Brief: Reproduce the opening lines of the records exactly, up to and including the line in which "assert_eq!((sell, buy), (1, 2));" occurs.

Stored dataset items
____

//! End-to-end matching scenarios through the public engine API.

use lob_core::{MatchingEngine, OrderStatus, Side};

fn engine() -> MatchingEngine {
    MatchingEngine::new()
}

#[test]
fn exact_crossing_limit_orders_empty_the_book() {
    let mut engine = engine();

    let sell = engine.submit_limit(Side::Sell, 100.0, 1.0, 1).unwrap();
    let buy = engine.submit_limit(Side::Buy, 100.0, 1.0, 2).unwrap();
    assert_eq!((sell, buy), (1, 2));

    let (trades, _) = engine.trades_since(0);
    assert_eq!(trades.len(), 1);
    let t = &trades[0];
    assert_eq!(t.id, 1);
    assert_eq!(t.buy_order_id, buy);
    assert_eq!(t.sell_order_id, sell);
    assert_eq!(t.price, 100.0);
    assert_eq!(t.quantity, 1.0);
    assert_eq!(t.timestamp, 2);

    let snap = engine.snapshot();
    assert!(snap.is_empty());
    assert_eq!(engine.order_status(sell), Some(OrderStatus::Filled));
    assert_eq!(engine.order_status(buy), Some(OrderStatus::Filled));
}

#[test]
fn partial_fill_leaves_aggressor_resting_at_its_limit() {
    let mut engine = engine();

    let sell = engine.submit_limit(Side::Sell, 101.0, 0.4, 1).unwrap();
    let buy = engine.submit_limit(Side::Buy, 102.0, 1.0, 2).unwrap();

    let (trades, _) = engine.trades_since(0);
    assert_eq!(trades.len(), 1);
    assert_eq!(trades[0].price, 101.0);
    assert_eq!(trades[0].quantity, 0.4);

    let snap = engine.snapshot();
    assert!(snap.asks.is_empty());
    assert_eq!(snap.bids.len(), 1);
    assert_eq!(snap.bids[0].0, 102.0);
    assert!((snap.bids[0].1 - 0.6).abs() < 1e-12);

    assert_eq!(engine.order_status(sell), Some(OrderStatus::Filled));
    assert_eq!(engine.order_status(buy), Some(OrderStatus::PartiallyFilled));
    let resting = engine.order(buy).unwrap();
    assert!((resting.remaining_quantity - 0.6).abs() < 1e-12);
}

#[test]
fn aggressor_walks_multiple_levels_best_first() {
    let mut engine = engine();

    let s1 = engine.submit_limit(Side::Sell, 100.0, 1.0, 1).unwrap();
    let s2 = engine.submit_limit(Side::Sell, 101.0, 1.0, 2).unwrap();
    let s3 = engine.submit_limit(Side::Sell, 102.0, 1.0, 3).unwrap();
    let buy = engine.submit_limit(Side::Buy, 101.0, 1.7, 4).unwrap();

    let (trades, _) = engine.trades_since(0);
    assert_eq!(trades.len(), 2);

    assert_eq!(trades[0].sell_order_id, s1);
    assert_eq!(trades[0].price, 100.0);
    assert_eq!(trades[0].quantity, 1.0);

    assert_eq!(trades[1].sell_order_id, s2);
    assert_eq!(trades[1].price, 101.0);
    assert!((trades[1].quantity - 0.7).abs() < 1e-12);

    // 102 was never eligible for a 101 buy; the walk stopped there.
    let snap = engine.snapshot();
    assert!(snap.bids.is_empty());
    assert_eq!(snap.asks.len(), 2);
    assert_eq!(snap.asks[0].0, 101.0);
    assert!((snap.asks[0].1 - 0.3).abs() < 1e-12);
    assert_eq!(snap.asks[1], (102.0, 1.0));

    assert_eq!(engine.order_status(buy), Some(OrderStatus::Filled));
    assert_eq!(engine.order_status(s2), Some(OrderStatus::PartiallyFilled));
    assert_eq!(engine.order_status(s3), Some(OrderStatus::New));
}

#[test]
fn earlier_order_at_a_price_fills_first() {
    let mut engine = engine();

    let first = engine.submit_limit(Side::Sell, 100.0, 1.0, 1).unwrap();
    let second = engine.submit_limit(Side::Sell, 100.0, 1.0, 2).unwrap();
    engine.submit_limit(Side::Buy, 100.0, 1.0, 3).unwrap();

    let (trades, _) = engine.trades_since(0);
    assert_eq!(trades.len(), 1);
    assert_eq!(trades[0].sell_order_id, first);

    assert_eq!(engine.order_status(first), Some(OrderStatus::Filled));
    assert!(engine.order(second).is_some(), "later order must still rest");
}

#[test]
fn market_order_residual_is_discarded_as_cancelled() {
    let mut engine = engine();

    let sell = engine.submit_limit(Side::Sell, 100.0, 0.5, 1).unwrap();
    let market = engine.submit_market(Side::Buy, 1.0, 2).unwrap();

    let (trades, _) = engine.trades_since(0);
    assert_eq!(trades.len(), 1);
    assert_eq!(trades[0].price, 100.0);
    assert_eq!(trades[0].quantity, 0.5);

    let snap = engine.snapshot();
    assert!(snap.is_empty(), "market remainder must not rest");

    assert_eq!(engine.order_status(sell), Some(OrderStatus::Filled));
    assert_eq!(engine.order_status(market), Some(OrderStatus::Cancelled));
}

#[test]
fn fully_executed_market_order_is_filled() {
    let mut engine = engine();

    engine.submit_limit(Side::Sell, 100.0, 2.0, 1).unwrap();
    let market = engine.submit_market(Side::Buy, 1.0, 2).unwrap();

    assert_eq!(engine.order_status(market), Some(OrderStatus::Filled));
    let snap = engine.snapshot();
    assert_eq!(snap.asks, vec![(100.0, 1.0)]);
}

#[test]
fn market_order_against_empty_book_is_cancelled() {
    let mut engine = engine();

    let market = engine.submit_market(Side::Sell, 3.0, 1).unwrap();

    assert_eq!(engine.trade_count(), 0);
    assert_eq!(engine.order_status(market), Some(OrderStatus::Cancelled));
    assert!(engine.snapshot().is_empty());
}

#[test]
fn cancelled_order_cannot_be_matched_and_cancel_is_idempotent() {
    let mut engine = engine();

    let sell = engine.submit_limit(Side::Sell, 100.0, 1.0, 1).unwrap();
    assert!(engine.cancel(sell));

    let buy = engine.submit_limit(Side::Buy, 100.0, 1.0, 2).unwrap();
    assert_eq!(engine.trade_count(), 0);

    let snap = engine.snapshot();
    assert!(snap.asks.is_empty());
    assert_eq!(snap.bids, vec![(100.0, 1.0)]);

    assert!(!engine.cancel(sell), "second cancel reports false");
    assert!(!engine.cancel(9999), "unknown id reports false");
    assert_eq!(engine.order_status(sell), Some(OrderStatus::Cancelled));
    let _ = buy;
}

#[test]
fn cancel_of_filled_order_reports_false() {
    let mut engine = engine();

    let sell = engine.submit_limit(Side::Sell, 100.0, 1.0, 1).unwrap();
    engine.submit_limit(Side::Buy, 100.0, 1.0, 2).unwrap();

    assert!(!engine.cancel(sell));
    assert_eq!(engine.order_status(sell), Some(OrderStatus::Filled));
}

#[test]
fn trades_execute_at_maker_price_regardless_of_aggressor_limit() {
    let mut engine = engine();

    engine.submit_limit(Side::Sell, 101.0, 1.0, 1).unwrap();
    engine.submit_limit(Side::Buy, 105.0, 1.0, 2).unwrap();

    let (trades, _) = engine.trades_since(0);
    assert_eq!(trades[0].price, 101.0);

    // Symmetric: resting bid is the maker for a sell aggressor.
    engine.submit_limit(Side::Buy, 99.0, 1.0, 3).unwrap();
    engine.submit_limit(Side::Sell, 95.0, 1.0, 4).unwrap();

    let (trades, _) = engine.trades_since(0);
    assert_eq!(trades[1].price, 99.0);
}

#[test]
fn book_is_never_crossed_at_rest() {
    let mut engine = engine();

    engine.submit_limit(Side::Sell, 101.0, 1.0, 1).unwrap();
    engine.submit_limit(Side::Sell, 102.0, 2.0, 2).unwrap();
    engine.submit_limit(Side::Buy, 103.0, 3.5, 3).unwrap();

    let tob = engine.top_of_book();
    if let (Some((bid, _)), Some((ask, _))) = (tob.bid, tob.ask) {
        assert!(bid < ask);
    }

    // The crossing bid consumed both asks and rests alone.
    let snap = engine.snapshot();
    assert!(snap.asks.is_empty());
    assert_eq!(snap.bids.len(), 1);
    assert_eq!(snap.bids[0].0, 103.0);
    assert!((snap.bids[0].1 - 0.5).abs() < 1e-12);
}

#[test]
fn conservation_of_quantity_across_a_submit() {
    let mut engine = engine();

    engine.submit_limit(Side::Sell, 100.0, 0.3, 1).unwrap();
    engine.submit_limit(Side::Sell, 100.5, 0.4, 2).unwrap();
    engine.submit_limit(Side::Sell, 101.0, 0.6, 3).unwrap();

    let cursor = engine.trades_since(0).1;
    let buy = engine.submit_limit(Side::Buy, 100.5, 1.0, 4).unwrap();

    let (new_trades, _) = engine.trades_since(cursor);
    let traded: f64 = new_trades.iter().map(|t| t.quantity).sum();
    assert!((traded - 0.7).abs() < 1e-12);

    let resting = engine.order(buy).unwrap();
    assert!((resting.quantity - resting.remaining_quantity - traded).abs() < 1e-12);
}

#[test]
fn trade_ids_are_contiguous_and_aggressor_stamped() {
    let mut engine = engine();

    for i in 0..5u64 {
        engine
            .submit_limit(Side::Sell, 100.0 + i as f64, 1.0, 10 + i)
            .unwrap();
    }
    engine.submit_market(Side::Buy, 3.5, 99).unwrap();
    engine.submit_market(Side::Buy, 0.5, 100).unwrap();

    let (trades, _) = engine.trades_since(0);
    let ids: Vec<u64> = trades.iter().map(|t| t.id).collect();
    assert_eq!(ids, (1..=trades.len() as u64).collect::<Vec<_>>());

    assert!(trades[..4].iter().all(|t| t.timestamp == 99));
    assert_eq!(trades.last().unwrap().timestamp, 100);
}

#[test]
fn drain_trades_reads_forward_only() {
    let mut engine = engine();

    engine.submit_limit(Side::Sell, 100.0, 1.0, 1).unwrap();
    engine.submit_limit(Side::Buy, 100.0, 0.4, 2).unwrap();
    assert_eq!(engine.drain_trades().len(), 1);
    assert!(engine.drain_trades().is_empty());

    engine.submit_limit(Side::Buy, 100.0, 0.6, 3).unwrap();
    let drained = engine.drain_trades();
    assert_eq!(drained.len(), 1);
    assert_eq!(drained[0].id, 2);
}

____

Written response:
//! End-to-end matching scenarios through the public engine API.

use lob_core::{MatchingEngine, OrderStatus, Side};

fn engine() -> MatchingEngine {
    MatchingEngine::new()
}

#[test]
fn exact_crossing_limit_orders_empty_the_book() {
    let mut engine = engine();

    let sell = engine.submit_limit(Side::Sell, 100.0, 1.0, 1).unwrap();
    let buy = engine.submit_limit(Side::Buy, 100.0, 1.0, 2).unwrap();
    assert_eq!((sell, buy), (1, 2));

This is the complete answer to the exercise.